Greece too must be expected to default on its debts, which is of course bad news for banks (or any other institutions) holding Greek debt. But, if need be, the banks will have to be bailed out or nationalised.

It was reported in the Daily Mail last week that senior Eurozone officials were paving the way for Greece to exit the single currency. This is not before time. Greece’s situation within the Eurozone now looks irretrievable.

In the words of Macbeth “…if it were done when ‘tis done, then ‘twere well it were done quickly.” It is however impossible to say if/when Greece will leave but surely there is at least a 50:50 chance that the country will have exited the Eurozone by the end of the year.

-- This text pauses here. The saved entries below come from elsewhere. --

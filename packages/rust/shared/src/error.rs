//! Error types for currichef.
//!
//! Library crates use [`ChefError`] via `thiserror`.
//! The CLI wraps this with `color-eyre` for rich diagnostics.

use std::path::PathBuf;

/// Top-level error type for all currichef operations.
#[derive(Debug, thiserror::Error)]
pub enum ChefError {
    /// Configuration loading or validation error.
    #[error("config error: {message}")]
    Config { message: String },

    /// Transient network error (connection reset, timeout). Retried with
    /// fixed backoff; the single affected item is abandoned afterwards.
    #[error("network error: {0}")]
    Network(String),

    /// Non-success HTTP status. Logged and the item is skipped, no retry.
    #[error("HTTP {status} for {url}")]
    Http { url: String, status: u16 },

    /// HTML parsing or content extraction error.
    #[error("parse error: {message}")]
    Parse { message: String },

    /// A registered menu entry was never linked to a section.
    /// Fatal for the current collection only.
    #[error("menu entry '{entry}' is not linked to a section")]
    IncompleteMenu { entry: String },

    /// Filesystem I/O error.
    #[error("I/O error at {path:?}: {source}")]
    Io {
        path: PathBuf,
        source: std::io::Error,
    },

    /// Data validation error (schema mismatch, invalid format, etc.).
    #[error("validation error: {message}")]
    Validation { message: String },

    /// Archive (zip) writing error.
    #[error("archive error: {0}")]
    Archive(String),
}

/// Convenience alias used throughout the codebase.
pub type Result<T> = std::result::Result<T, ChefError>;

impl ChefError {
    /// Create a config error from any displayable message.
    pub fn config(msg: impl Into<String>) -> Self {
        Self::Config {
            message: msg.into(),
        }
    }

    /// Create a parse error from any displayable message.
    pub fn parse(msg: impl Into<String>) -> Self {
        Self::Parse {
            message: msg.into(),
        }
    }

    /// Create a validation error from any displayable message.
    pub fn validation(msg: impl Into<String>) -> Self {
        Self::Validation {
            message: msg.into(),
        }
    }

    /// Wrap a `std::io::Error` with a path for context.
    pub fn io(path: impl Into<PathBuf>, source: std::io::Error) -> Self {
        Self::Io {
            path: path.into(),
            source,
        }
    }

    /// True for errors worth retrying with a fixed backoff.
    pub fn is_transient(&self) -> bool {
        matches!(self, Self::Network(_))
    }
}

#[cfg(test)]
mod tests {
    use super::*;

    #[test]
    fn error_display_formatting() {
        let err = ChefError::config("missing base URL");
        assert_eq!(err.to_string(), "config error: missing base URL");

        let err = ChefError::IncompleteMenu {
            entry: "background".into(),
        };
        assert!(err.to_string().contains("background"));

        let err = ChefError::Http {
            url: "https://example.com/x".into(),
            status: 404,
        };
        assert!(err.to_string().contains("404"));
    }

    #[test]
    fn transient_classification() {
        assert!(ChefError::Network("reset".into()).is_transient());
        assert!(
            !ChefError::Http {
                url: "u".into(),
                status: 500
            }
            .is_transient()
        );
    }
}
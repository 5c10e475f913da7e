//! The page fetching seam between the assembler and the network.
//!
//! [`PageFetcher`] is the consumed interface: it returns raw markup or
//! fails. [`HttpFetcher`] is the reqwest-backed default with bounded
//! retries on connection errors; tests substitute canned-page stubs.

use std::time::Duration;

use tracing::{debug, warn};

use currichef_shared::{ChefError, Result};

/// User-Agent string for page requests.
const USER_AGENT: &str = concat!("currichef/", env!("CARGO_PKG_VERSION"));

/// Fetches raw page markup and resource bytes.
pub trait PageFetcher {
    /// Fetch a page as text. Connection errors are retried internally;
    /// HTTP errors surface as [`ChefError::Http`] without retry.
    fn fetch(&self, url: &str) -> impl Future<Output = Result<String>> + Send;

    /// Fetch a binary resource (PDF, image).
    fn fetch_bytes(&self, url: &str) -> impl Future<Output = Result<Vec<u8>>> + Send;
}

/// Default [`PageFetcher`] over a shared reqwest client.
#[derive(Clone)]
pub struct HttpFetcher {
    client: reqwest::Client,
    max_retries: u32,
    retry_delay: Duration,
}

impl HttpFetcher {
    pub fn new(max_retries: u32, retry_delay: Duration) -> Result<Self> {
        let client = reqwest::Client::builder()
            .user_agent(USER_AGENT)
            .redirect(reqwest::redirect::Policy::limited(5))
            .timeout(Duration::from_secs(30))
            .build()
            .map_err(|e| ChefError::Network(format!("failed to build HTTP client: {e}")))?;

        Ok(Self {
            client,
            max_retries,
            retry_delay,
        })
    }

    /// Access the underlying client (shared with the video resolver for
    /// HEAD requests).
    pub fn client(&self) -> &reqwest::Client {
        &self.client
    }

    /// GET with bounded retries on connection errors. HTTP error statuses
    /// are returned immediately; they are not worth retrying.
    async fn get_with_retry(&self, url: &str) -> Result<reqwest::Response> {
        let mut attempt = 0;
        loop {
            match self.client.get(url).send().await {
                Ok(response) => {
                    let status = response.status();
                    if !status.is_success() {
                        return Err(ChefError::Http {
                            url: url.to_string(),
                            status: status.as_u16(),
                        });
                    }
                    return Ok(response);
                }
                Err(e) if e.is_connect() || e.is_timeout() => {
                    attempt += 1;
                    if attempt > self.max_retries {
                        return Err(ChefError::Network(format!(
                            "{url}: giving up after {attempt} attempts: {e}"
                        )));
                    }
                    warn!(%url, attempt, "connection error, retrying after fixed delay");
                    tokio::time::sleep(self.retry_delay).await;
                }
                Err(e) => return Err(ChefError::Network(format!("{url}: {e}"))),
            }
        }
    }
}

impl PageFetcher for HttpFetcher {
    async fn fetch(&self, url: &str) -> Result<String> {
        debug!(%url, "fetching page");
        let response = self.get_with_retry(url).await?;
        response
            .text()
            .await
            .map_err(|e| ChefError::Network(format!("{url}: body read failed: {e}")))
    }

    async fn fetch_bytes(&self, url: &str) -> Result<Vec<u8>> {
        debug!(%url, "fetching resource");
        let response = self.get_with_retry(url).await?;
        let bytes = response
            .bytes()
            .await
            .map_err(|e| ChefError::Network(format!("{url}: body read failed: {e}")))?;
        Ok(bytes.to_vec())
    }
}
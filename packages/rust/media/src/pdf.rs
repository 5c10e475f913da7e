//! PDF attachment discovery and download.

use scraper::{Html, Selector};
use tracing::warn;
use url::Url;

use currichef_extract::PageFetcher;
use currichef_shared::Result;

use crate::rewrite::name_from_url;

/// A PDF attachment referenced from a section.
#[derive(Debug, Clone, PartialEq, Eq)]
pub struct PdfLink {
    /// Local name derived from the URL's last segment.
    pub name: String,
    /// Absolute download URL.
    pub url: String,
}

/// Collect the PDF links in a fragment: site-content anchors whose href
/// ends in `.pdf`, deduplicated by absolute URL in first-seen order.
pub fn extract_pdf_links(html: &str, base: &Url) -> Vec<PdfLink> {
    let doc = Html::parse_fragment(html);
    let a_sel = Selector::parse("a[href]").expect("valid selector");
    let site_host = base.host_str().unwrap_or_default();

    let mut links: Vec<PdfLink> = Vec::new();
    for a in doc.select(&a_sel) {
        let href = a.value().attr("href").unwrap_or_default();
        if !href.ends_with(".pdf") {
            continue;
        }
        let on_site = href.starts_with("/content")
            || Url::parse(href)
                .ok()
                .and_then(|u| u.host_str().map(|h| h.ends_with(site_host)))
                .unwrap_or(false);
        if !on_site {
            continue;
        }
        let Ok(url) = base.join(href) else {
            continue;
        };
        let url = url.to_string();
        if links.iter().any(|l| l.url == url) {
            continue;
        }
        links.push(PdfLink {
            name: name_from_url(&url),
            url,
        });
    }
    links
}

/// A PDF downloaded into the data directory.
#[derive(Debug, Clone)]
pub struct DownloadedPdf {
    pub name: String,
    pub url: String,
    pub path: std::path::PathBuf,
}

/// Download each PDF into `dir`. A failed item is logged and skipped; the
/// rest of the batch still downloads.
pub async fn download_pdfs<F: PageFetcher>(
    fetcher: &F,
    links: &[PdfLink],
    dir: &std::path::Path,
) -> Result<Vec<DownloadedPdf>> {
    if links.is_empty() {
        return Ok(Vec::new());
    }
    tokio::fs::create_dir_all(dir)
        .await
        .map_err(|e| currichef_shared::ChefError::io(dir, e))?;

    let mut downloaded = Vec::new();
    for link in links {
        let bytes = match fetcher.fetch_bytes(&link.url).await {
            Ok(bytes) => bytes,
            Err(e) => {
                warn!(url = %link.url, error = %e, "skipping attachment");
                continue;
            }
        };
        let path = dir.join(&link.name);
        tokio::fs::write(&path, bytes)
            .await
            .map_err(|e| currichef_shared::ChefError::io(&path, e))?;
        downloaded.push(DownloadedPdf {
            name: link.name.clone(),
            url: link.url.clone(),
            path,
        });
    }
    Ok(downloaded)
}

#[cfg(test)]
mod tests {
    use super::*;

    fn base() -> Url {
        Url::parse("https://www.teachengineering.org").unwrap()
    }

    #[test]
    fn pdf_links_filtered_to_site_content() {
        let html = r#"<section>
            <a href="/content/act/worksheet.pdf">Worksheet</a>
            <a href="https://www.teachengineering.org/content/act/rubric.pdf">Rubric</a>
            <a href="https://elsewhere.example.org/paper.pdf">Paper</a>
            <a href="/content/act/photo.png">Photo</a>
        </section>"#;

        let links = extract_pdf_links(html, &base());
        let names: Vec<&str> = links.iter().map(|l| l.name.as_str()).collect();
        assert_eq!(names, ["worksheet.pdf", "rubric.pdf"]);
    }

    #[test]
    fn pdf_links_deduped_by_absolute_url() {
        let html = r#"<section>
            <a href="/content/act/worksheet.pdf">first</a>
            <a href="https://www.teachengineering.org/content/act/worksheet.pdf">again</a>
        </section>"#;

        let links = extract_pdf_links(html, &base());
        assert_eq!(links.len(), 1);
    }

    #[tokio::test]
    async fn failed_download_skips_item_but_keeps_batch() {
        use currichef_extract::HttpFetcher;

        let server = wiremock::MockServer::start().await;
        wiremock::Mock::given(wiremock::matchers::path("/content/ok.pdf"))
            .respond_with(
                wiremock::ResponseTemplate::new(200).set_body_bytes(b"%PDF-1.4".to_vec()),
            )
            .mount(&server)
            .await;
        wiremock::Mock::given(wiremock::matchers::path("/content/gone.pdf"))
            .respond_with(wiremock::ResponseTemplate::new(404))
            .mount(&server)
            .await;

        let links = vec![
            PdfLink {
                name: "gone.pdf".into(),
                url: format!("{}/content/gone.pdf", server.uri()),
            },
            PdfLink {
                name: "ok.pdf".into(),
                url: format!("{}/content/ok.pdf", server.uri()),
            },
        ];

        let dir = std::env::temp_dir().join(format!("currichef-pdf-{}", std::process::id()));
        let fetcher = HttpFetcher::new(0, std::time::Duration::from_millis(0)).unwrap();
        let downloaded = download_pdfs(&fetcher, &links, &dir).await.unwrap();

        assert_eq!(downloaded.len(), 1);
        assert_eq!(downloaded[0].name, "ok.pdf");
        assert!(downloaded[0].path.exists());

        let _ = std::fs::remove_dir_all(&dir);
    }
}
//! Cross-reference bookkeeping between curricular units and the lessons
//! and activities they schedule.
//!
//! Created at run start and dropped at run end; nothing here survives a
//! run, so two runs can never leak references into each other.

use std::collections::BTreeMap;

/// Unit → scheduled children and the inverse child → parent units, keyed
/// by resource URL.
#[derive(Debug, Default)]
pub struct CrossRefContext {
    scheduled: BTreeMap<String, Vec<String>>,
    parents: BTreeMap<String, Vec<String>>,
}

impl CrossRefContext {
    pub fn new() -> Self {
        Self::default()
    }

    /// Record one scheduled child of a unit. Repeated links in a schedule
    /// collapse to one, preserving first-seen order.
    pub fn record_schedule_link(&mut self, unit_url: &str, child_url: &str) {
        let children = self.scheduled.entry(unit_url.to_string()).or_default();
        if !children.iter().any(|c| c == child_url) {
            children.push(child_url.to_string());
        }
        let parents = self.parents.entry(child_url.to_string()).or_default();
        if !parents.iter().any(|p| p == unit_url) {
            parents.push(unit_url.to_string());
        }
    }

    /// The unit's scheduled children, in schedule order.
    pub fn scheduled_children(&self, unit_url: &str) -> &[String] {
        self.scheduled
            .get(unit_url)
            .map(Vec::as_slice)
            .unwrap_or_default()
    }

    /// Units that schedule the given resource.
    pub fn parent_units(&self, child_url: &str) -> &[String] {
        self.parents
            .get(child_url)
            .map(Vec::as_slice)
            .unwrap_or_default()
    }
}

There is much talk about “financial contagion”, meaning that if/when Greece exits the Eurozone, the “markets” will turn their fire on the other weaker southern economies including Portugal, Spain and even Italy, wreaking havoc. Well, maybe. But the Eurozone authorities will surely be prepared for this and it is not a reason for delaying Greece’s exit.

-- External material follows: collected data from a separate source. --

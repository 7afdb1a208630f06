use maquette::config::{load_manifest, parse_manifest, MANIFEST_FILES};
use maquette::error::Error;
use tempfile::TempDir;

const YAML: &str = r#"
flags:
  api:
    wagtail: { question: "Would you like a Wagtail CMS?", default: false }
    celery: { default: false }
  front:
    enable: { question: "Will you have a front-end?", default: true }
implies:
  - { when: api.wagtail, then: front.enable }
variables:
  project_name:
    question: "What is your project's name?"
  cms_prefix:
    question: "URL prefix for the CMS admin?"
    default: "wubba-lubba-dub-dub"
  secret_key:
    secret: true
prune:
  - when_false: api.wagtail
    patterns: ["**/apps/cms", "**/apps/cms/**"]
format:
  py: "black -q"
"#;

#[test]
fn test_parse_yaml_manifest() {
    let manifest = parse_manifest(YAML).unwrap();

    assert_eq!(manifest.flags["api"]["wagtail"].default, false);
    assert_eq!(manifest.flags["front"]["enable"].default, true);
    assert_eq!(manifest.implies.len(), 1);
    assert_eq!(
        manifest.variables["cms_prefix"].default.as_deref(),
        Some("wubba-lubba-dub-dub")
    );
    assert!(manifest.variables["secret_key"].secret);
    assert_eq!(manifest.prune[0].when_false, "api.wagtail");
    assert_eq!(manifest.format["py"], "black -q");
}

#[test]
fn test_parse_json_manifest() {
    let json = r#"{
        "flags": { "api": { "wagtail": { "default": true } } },
        "variables": { "project_name": {} }
    }"#;

    let manifest = parse_manifest(json).unwrap();
    assert!(manifest.flags["api"]["wagtail"].default);
    assert!(manifest.variables.contains_key("project_name"));
}

#[test]
fn test_parse_empty_manifest() {
    let manifest = parse_manifest("{}").unwrap();
    assert!(manifest.flags.is_empty());
    assert!(manifest.variables.is_empty());
}

#[test]
fn test_parse_invalid_manifest() {
    let result = parse_manifest("flags: [not, a, mapping]");
    assert!(matches!(result, Err(Error::Config(_))));
}

#[test]
fn test_implications_parse_to_canonical_paths() {
    let manifest = parse_manifest(YAML).unwrap();
    let implications = manifest.implications().unwrap();

    assert_eq!(implications[0].when.to_string(), "api.wagtail");
    assert_eq!(implications[0].then.to_string(), "front.enable");
}

#[test]
fn test_implication_with_bad_path_is_rejected() {
    let manifest =
        parse_manifest("implies:\n  - { when: wagtail, then: front.enable }\n").unwrap();

    assert!(matches!(manifest.implications(), Err(Error::Config(_))));
}

#[test]
fn test_load_manifest_from_directory() {
    let dir = TempDir::new().unwrap();
    std::fs::write(dir.path().join("maquette.yml"), YAML).unwrap();

    let (manifest, path) = load_manifest(dir.path()).unwrap();
    assert!(manifest.flags.contains_key("api"));
    assert_eq!(path, dir.path().join("maquette.yml"));
}

#[test]
fn test_load_manifest_prefers_json() {
    let dir = TempDir::new().unwrap();
    std::fs::write(dir.path().join("maquette.json"), r#"{"format": {"py": "json"}}"#).unwrap();
    std::fs::write(dir.path().join("maquette.yml"), "format:\n  py: yaml\n").unwrap();

    let (manifest, path) = load_manifest(dir.path()).unwrap();
    assert_eq!(manifest.format["py"], "json");
    assert_eq!(path, dir.path().join(MANIFEST_FILES[0]));
}

#[test]
fn test_load_manifest_missing() {
    let dir = TempDir::new().unwrap();
    assert!(matches!(load_manifest(dir.path()), Err(Error::Config(_))));
}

More interesting is the matter of whether a Greek departure, especially when the economy begins to recover, would then be seen as an attractive precedent for other economies trapped in the Eurozone. Who knows? And other countries, from Spain to Finland (for entirely different reasons) may decide their futures are rosier outside rather than inside this flawed and misconceived currency bloc.

It was not meant to be like this of course. Monetary union, as proposed in the Maastricht Treaty, was conceived by European leaders back in the 1980s as a major step towards political unification. Nations were to be subsumed into the European Union with their sovereignty “pooled” (a particularly misleading phrase, nations either have sovereignty or they don’t) and national interests subordinated to European ones.

But national interests have prevailed. There is no sign that the richer countries, principally Germany, have an appetite to sign up to a substantial fiscal transfer union (in which the richer north would subsidise the poorer south on a permanent basis) which is needed to hold the currently configured Eurozone together in the medium-term.

Over the next few years the Eurozone could shrink to a “core” of rich nations or it could break up altogether. The dream of European unity would then lie in tatters.